What is stress?
According to the American Psychological Association (APA), stress is “the physiological or psychological response to internal or external stressors. Stress involves changes affecting nearly every system of the body, influencing how people feel and behave” (APA, 2021). Stress is a normal human reaction that we all experience. Our brains and bodies are designed to experience stress and react to it. It is this reaction to changes or challenges (stressors) that stimulate your body and mind to produce physical and mental responses.
Are there different kinds?
Not all types of stress are bad or even negative. In many cases, stress can be positive, keeping us alert, motivated, and ready to avoid and deal with life circumstances or danger. Everyone has heard of the “encountering the bear in the woods example,” where you would suddenly be able to run much faster than you ever thought you could. However, stress becomes negative and a problem when it is ongoing. Some of the different types of stress that you might experience include:
- Acute stress: Acute stress is a very short-term type of stress that can either be positive or more distressing; this is the type of stress we most often encounter in day-to-day life.

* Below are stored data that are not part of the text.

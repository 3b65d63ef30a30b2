//! Mochi Line Editing Library
//!
//! Interactive line and text editing for terminal programs, built directly
//! on raw-mode terminal I/O without any line editing libraries.
//!
//! - `term`: raw mode, window size, unbuffered input and escape sequence output
//! - `input`: key events and escape sequence decoding
//! - `style`: SGR colors and attributes
//! - `history`: bounded submission history with file persistence
//! - `line`: single-line readline-style editor
//! - `editor`: multi-line buffer editor with a scrolling viewport
//! - `repl`: REPL driver composing the editors
//! - `app`: configuration

pub mod app;
pub mod editor;
pub mod history;
pub mod input;
pub mod line;
pub mod repl;
pub mod style;
pub mod term;

pub use editor::{Editor, Status};
pub use history::History;
pub use input::Key;
pub use line::{LineEditor, Outcome};
pub use repl::{Mode, Repl};
pub use term::{Term, TermError, WindowSize};
//! Raw terminal mode
//!
//! Raw mode is a process-wide resource: the attributes in effect before the
//! first [`enter_raw`] are kept in a global slot and put back by the owning
//! [`RawModeGuard`] when it is dropped. Entering again while raw is a no-op
//! that hands out a guard which restores nothing.
//!
//! A panic hook is installed the first time raw mode is entered so that a
//! panicking program does not leave the user's terminal without echo.

use std::io::{self, IsTerminal};
use std::os::fd::AsFd;
use std::sync::{Mutex, MutexGuard, Once};

use nix::sys::termios::{
    self, ControlFlags, InputFlags, LocalFlags, OutputFlags, SetArg, SpecialCharacterIndices,
    Termios,
};

use super::{TermError, TermResult};

/// Attributes saved by the outermost `enter_raw`
static SAVED: Mutex<Option<Termios>> = Mutex::new(None);

static PANIC_HOOK: Once = Once::new();

fn saved() -> MutexGuard<'static, Option<Termios>> {
    // A poisoned slot still holds valid attributes
    SAVED.lock().unwrap_or_else(|poisoned| poisoned.into_inner())
}

/// RAII guard for raw terminal mode
#[derive(Debug)]
#[must_use = "raw mode is left as soon as the guard is dropped"]
pub struct RawModeGuard {
    /// Only the guard that changed the mode restores it
    owner: bool,
}

impl RawModeGuard {
    /// Whether dropping this guard restores the terminal
    pub fn is_owner(&self) -> bool {
        self.owner
    }
}

impl Drop for RawModeGuard {
    fn drop(&mut self) {
        if self.owner {
            if let Err(e) = exit_raw() {
                tracing::warn!("Failed to restore terminal mode: {}", e);
            }
        }
    }
}

/// Put stdin into raw mode
///
/// Disables canonical input, echo, signal keys, flow control and output
/// post-processing. Reads return after every byte.
pub fn enter_raw() -> TermResult<RawModeGuard> {
    let mut slot = saved();
    if slot.is_some() {
        return Ok(RawModeGuard { owner: false });
    }

    let stdin = io::stdin();
    if !stdin.is_terminal() {
        return Err(TermError::NotATty);
    }
    let fd = stdin.as_fd();

    let original = termios::tcgetattr(fd).map_err(TermError::GetAttr)?;
    let mut raw = original.clone();

    raw.input_flags.remove(
        InputFlags::BRKINT
            | InputFlags::ICRNL
            | InputFlags::INPCK
            | InputFlags::ISTRIP
            | InputFlags::IXON,
    );
    raw.output_flags.remove(OutputFlags::OPOST);
    raw.control_flags.insert(ControlFlags::CS8);
    raw.local_flags
        .remove(LocalFlags::ECHO | LocalFlags::ICANON | LocalFlags::IEXTEN | LocalFlags::ISIG);

    // Block for at least one byte, no inter-byte timer
    raw.control_chars[SpecialCharacterIndices::VMIN as usize] = 1;
    raw.control_chars[SpecialCharacterIndices::VTIME as usize] = 0;

    termios::tcsetattr(fd, SetArg::TCSAFLUSH, &raw).map_err(TermError::SetAttr)?;
    *slot = Some(original);
    drop(slot);

    install_panic_hook();
    tracing::debug!("Entered raw mode");
    Ok(RawModeGuard { owner: true })
}

/// Restore the attributes saved by [`enter_raw`]
///
/// Does nothing when raw mode is not active.
pub fn exit_raw() -> TermResult<()> {
    let Some(original) = saved().take() else {
        return Ok(());
    };
    termios::tcsetattr(io::stdin().as_fd(), SetArg::TCSAFLUSH, &original)
        .map_err(TermError::SetAttr)?;
    tracing::debug!("Left raw mode");
    Ok(())
}

/// Whether raw mode is currently active
pub fn is_raw() -> bool {
    saved().is_some()
}

fn install_panic_hook() {
    PANIC_HOOK.call_once(|| {
        let previous = std::panic::take_hook();
        std::panic::set_hook(Box::new(move |info| {
            let _ = exit_raw();
            previous(info);
        }));
    });
}
//! Text styling
//!
//! SGR escape sequences for the handful of attributes the editors use:
//! bold, underline, reverse video and the 8 base colors with their bright
//! variants.

use std::io::{self, IsTerminal, Write};

/// The 8 ANSI colors, their bright variants and the terminal default
#[derive(Debug, Clone, Copy, PartialEq, Eq)]
pub enum Color {
    Black,
    Red,
    Green,
    Yellow,
    Blue,
    Magenta,
    Cyan,
    White,
    BrightBlack,
    BrightRed,
    BrightGreen,
    BrightYellow,
    BrightBlue,
    BrightMagenta,
    BrightCyan,
    BrightWhite,
    Default,
}

impl Color {
    /// SGR parameter for this color as a foreground
    pub fn fg_code(self) -> u8 {
        match self {
            Color::Default => 39,
            color => match color.base() {
                (index, false) => 30 + index,
                (index, true) => 90 + index,
            },
        }
    }

    /// SGR parameter for this color as a background
    pub fn bg_code(self) -> u8 {
        match self {
            Color::Default => 49,
            color => match color.base() {
                (index, false) => 40 + index,
                (index, true) => 100 + index,
            },
        }
    }

    /// Palette index (0-7) and whether the bright variant is meant
    fn base(self) -> (u8, bool) {
        match self {
            Color::Black => (0, false),
            Color::Red => (1, false),
            Color::Green => (2, false),
            Color::Yellow => (3, false),
            Color::Blue => (4, false),
            Color::Magenta => (5, false),
            Color::Cyan => (6, false),
            Color::White | Color::Default => (7, false),
            Color::BrightBlack => (0, true),
            Color::BrightRed => (1, true),
            Color::BrightGreen => (2, true),
            Color::BrightYellow => (3, true),
            Color::BrightBlue => (4, true),
            Color::BrightMagenta => (5, true),
            Color::BrightCyan => (6, true),
            Color::BrightWhite => (7, true),
        }
    }
}

/// A single style change
#[derive(Debug, Clone, Copy, PartialEq, Eq)]
pub enum Attribute {
    Bold(bool),
    Underline(bool),
    Reverse,
    Fg(Color),
    Bg(Color),
    Reset,
}

impl Attribute {
    /// SGR parameter for this attribute
    pub fn sgr(self) -> u8 {
        match self {
            Attribute::Bold(true) => 1,
            Attribute::Bold(false) => 22,
            Attribute::Underline(true) => 4,
            Attribute::Underline(false) => 24,
            Attribute::Reverse => 7,
            Attribute::Fg(color) => color.fg_code(),
            Attribute::Bg(color) => color.bg_code(),
            Attribute::Reset => 0,
        }
    }
}

/// Write the escape sequence for `attr` to `stream`
pub fn emit_style<W: Write>(stream: &mut W, attr: Attribute) -> io::Result<()> {
    write!(stream, "\x1b[{}m", attr.sgr())
}

/// Whether `stream` is a terminal that should receive style escapes
///
/// Honours the `NO_COLOR` convention.
pub fn has_colors<T: IsTerminal>(stream: &T) -> bool {
    stream.is_terminal() && std::env::var_os("NO_COLOR").map_or(true, |v| v.is_empty())
}
//! Single-line editor
//!
//! A readline-style editor for one line of input. Keys are mapped to
//! [`Action`]s by [`binding`] and applied to a [`LineBuffer`].
//!
//! Output is kept minimal: an edit at the cursor repaints only the tail of
//! the line from the cursor onwards, followed by one erase-to-end-of-line,
//! and then steps the terminal cursor back. The cost of a keystroke does
//! not grow with the distance of the cursor from the start of the line.
//!
//! Control bytes in the line are shown as `^X` and take two columns.

mod binding;
mod buffer;

use std::io::Write;

use crate::history::{History, Recall};
use crate::input::Key;
use crate::style::{Attribute, Color};
use crate::term::{ByteSource, Output, Term, TermError, TermResult};

pub use binding::{binding, Action};
pub use buffer::LineBuffer;

/// Result of feeding a key to the line editor
#[derive(Debug, Clone, PartialEq, Eq)]
pub enum Outcome {
    /// Keep editing
    Continue,
    /// A line was submitted; it ends with `'\n'`
    Submit(String),
    /// End of input
    Done,
}

/// Columns a byte occupies on screen
fn width(byte: u8) -> usize {
    if is_control(byte) {
        2
    } else {
        1
    }
}

fn is_control(byte: u8) -> bool {
    byte < 0x20 || byte == 0x7f
}

fn width_of(bytes: &[u8]) -> usize {
    bytes.iter().map(|&b| width(b)).sum()
}

/// Write bytes as they appear on screen
fn put_display(out: &mut Output, bytes: &[u8]) {
    for &byte in bytes {
        if is_control(byte) {
            out.style(Attribute::Fg(Color::BrightBlack));
            out.put_byte(b'^');
            out.put_byte(byte ^ 0x40);
            out.style(Attribute::Fg(Color::Default));
        } else {
            out.put_byte(byte);
        }
    }
}

/// A single-line editor with history
#[derive(Debug, Clone)]
pub struct LineEditor {
    prompt: String,
    buffer: LineBuffer,
    /// Byte offset of the cursor in the buffer
    cursor: usize,
    history: History,
    /// Record submitted lines in the history
    auto_history: bool,
}

impl LineEditor {
    /// Create an editor with the default history capacity
    pub fn new(prompt: impl Into<String>) -> Self {
        Self::with_history(prompt, History::default())
    }

    /// Create an editor using an existing history
    pub fn with_history(prompt: impl Into<String>, history: History) -> Self {
        Self {
            prompt: prompt.into(),
            buffer: LineBuffer::new(),
            cursor: 0,
            history,
            auto_history: true,
        }
    }

    pub fn prompt(&self) -> &str {
        &self.prompt
    }

    pub fn set_prompt(&mut self, prompt: impl Into<String>) {
        self.prompt = prompt.into();
    }

    /// Enable or disable recording submitted lines
    pub fn set_auto_history(&mut self, enabled: bool) {
        self.auto_history = enabled;
    }

    pub fn history(&self) -> &History {
        &self.history
    }

    pub fn history_mut(&mut self) -> &mut History {
        &mut self.history
    }

    /// The line being edited
    pub fn buffer(&self) -> &[u8] {
        self.buffer.as_bytes()
    }

    /// Byte offset of the cursor
    pub fn cursor(&self) -> usize {
        self.cursor
    }

    /// Start a new line: reset the state and draw the prompt
    pub fn begin(&mut self, out: &mut Output) {
        self.buffer.clear();
        self.cursor = 0;
        self.history.reset_cursor();
        out.put_str(&self.prompt);
    }

    /// Apply one key, writing the screen update to `out`
    pub fn feed(&mut self, key: Key, out: &mut Output) -> Outcome {
        let action = binding(key, self.buffer.is_empty());
        if action.is_edit() {
            self.history.reset_cursor();
        }

        match action {
            Action::Insert(byte) => {
                self.buffer.insert(self.cursor, byte);
                let from = self.cursor;
                self.cursor += 1;
                self.repaint_from(out, from);
            },
            Action::Submit => return Outcome::Submit(self.submit(out)),
            Action::Done => {
                out.put_str("^D");
                out.newline();
                return Outcome::Done;
            },
            Action::Clear => {
                out.put_str("^C");
                out.newline();
                self.begin(out);
            },
            Action::Refresh => self.refresh(out),
            Action::Backspace => {
                if self.cursor > 0 {
                    self.cursor -= 1;
                    if let Some(byte) = self.buffer.erase(self.cursor) {
                        out.cursor_left(width(byte));
                    }
                    self.repaint_from(out, self.cursor);
                }
            },
            Action::Delete => {
                if self.buffer.erase(self.cursor).is_some() {
                    self.repaint_from(out, self.cursor);
                }
            },
            Action::Left => {
                if let Some(byte) = self.cursor.checked_sub(1).and_then(|i| self.buffer.get(i)) {
                    out.cursor_left(width(byte));
                    self.cursor -= 1;
                }
            },
            Action::Right => {
                if let Some(byte) = self.buffer.get(self.cursor) {
                    out.cursor_right(width(byte));
                    self.cursor += 1;
                }
            },
            Action::Home => {
                out.cursor_left(width_of(&self.buffer.as_bytes()[..self.cursor]));
                self.cursor = 0;
            },
            Action::End => {
                out.cursor_right(width_of(&self.buffer.as_bytes()[self.cursor..]));
                self.cursor = self.buffer.len();
            },
            Action::KillToEnd => {
                self.buffer.truncate(self.cursor);
                out.clear_to_eol();
            },
            Action::KillToStart => {
                out.cursor_left(width_of(&self.buffer.as_bytes()[..self.cursor]));
                self.buffer.drain(0..self.cursor);
                self.cursor = 0;
                self.repaint_from(out, 0);
            },
            Action::HistoryPrev => {
                if let Some(entry) = self.history.older().map(|e| e.as_bytes().to_vec()) {
                    self.replace_line(out, &entry);
                }
            },
            Action::HistoryNext => match self.history.newer() {
                Recall::Entry(entry) => {
                    let entry = entry.as_bytes().to_vec();
                    self.replace_line(out, &entry);
                },
                Recall::Live => self.replace_line(out, b""),
                Recall::Unchanged => {},
            },
            Action::Ignore => {},
        }
        Outcome::Continue
    }

    /// Read one line from a terminal
    ///
    /// Returns `None` at end of input. Raw mode is held for the duration of
    /// the call when the terminal is interactive.
    pub fn read_line<S: ByteSource, W: Write>(
        &mut self,
        term: &mut Term<S, W>,
    ) -> TermResult<Option<String>> {
        let _guard = term.enter_raw()?;
        let mut out = term.frame();
        self.begin(&mut out);
        term.present(&mut out)?;

        loop {
            let outcome = match term.read_key() {
                Ok(key) => self.feed(key, &mut out),
                // Input ended without a Return: submit what was typed
                Err(TermError::Closed) if !self.buffer.is_empty() => {
                    Outcome::Submit(self.submit(&mut out))
                },
                Err(TermError::Closed) => Outcome::Done,
                Err(e) => return Err(e),
            };
            term.present(&mut out)?;

            match outcome {
                Outcome::Continue => {},
                Outcome::Submit(line) => return Ok(Some(line)),
                Outcome::Done => return Ok(None),
            }
        }
    }

    fn submit(&mut self, out: &mut Output) -> String {
        out.newline();
        self.cursor = 0;
        let mut bytes = self.buffer.take();
        bytes.push(b'\n');
        let line = String::from_utf8_lossy(&bytes).into_owned();
        if self.auto_history {
            self.history.push(&line);
        }
        self.history.reset_cursor();
        line
    }

    /// Redraw the prompt and the whole line
    fn refresh(&mut self, out: &mut Output) {
        out.carriage_return();
        out.clear_line();
        out.put_str(&self.prompt);
        put_display(out, self.buffer.as_bytes());
        out.cursor_left(width_of(&self.buffer.as_bytes()[self.cursor..]));
    }

    /// Swap in new line contents with the cursor at the end
    fn replace_line(&mut self, out: &mut Output, bytes: &[u8]) {
        out.cursor_left(width_of(&self.buffer.as_bytes()[..self.cursor]));
        self.buffer.set(bytes);
        self.cursor = self.buffer.len();
        self.repaint_from(out, 0);
    }

    /// Repaint the line from byte `from`, where the terminal cursor is,
    /// and leave the terminal cursor at `self.cursor`
    fn repaint_from(&self, out: &mut Output, from: usize) {
        debug_assert!(from <= self.cursor);
        let bytes = self.buffer.as_bytes();
        put_display(out, &bytes[from..]);
        out.clear_to_eol();
        out.cursor_left(width_of(&bytes[self.cursor..]));
    }
}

- Chronic stress: Stress becomes negative and a problem when stressors continue for longer periods without relief or periods of relaxation. Chronic stress is stress that seems never-ending and inescapable. Chronic stress can also stem from traumatic experiences and childhood trauma.
- Episodic acute stress: Episodic acute stress is acute stress that seems to occur regularly and becomes a way of life, creating a life of ongoing distress.
There are many common triggers for stress. They range from everyday occurrences to traumatic events and can be both positive and negative. Feelings of stress are triggered by external events or internal thoughts. External circumstances that trigger stress commonly fall under these categories:
- Major life changes
- Environment/ the world around us
- Unpredictable events
- Workplace relationships, demands, and workloads
- Social and relational issues
- Overwhelming responsibilities
- Health Issues
While Internal triggers include:
There might be one big thing causing you stress, but stress can also be caused by a build-up of small pressures. This might make it harder for you to identify what is making you feel stressed, feel your stress is not justified, or explain it to other people. Additionally, we are all different, so a situation that does not bother you at all might cause someone else a lot of stress. It is most important that you recognize symptoms of stress, acknowledge them, and find ways to manage them, including seeking support if needed.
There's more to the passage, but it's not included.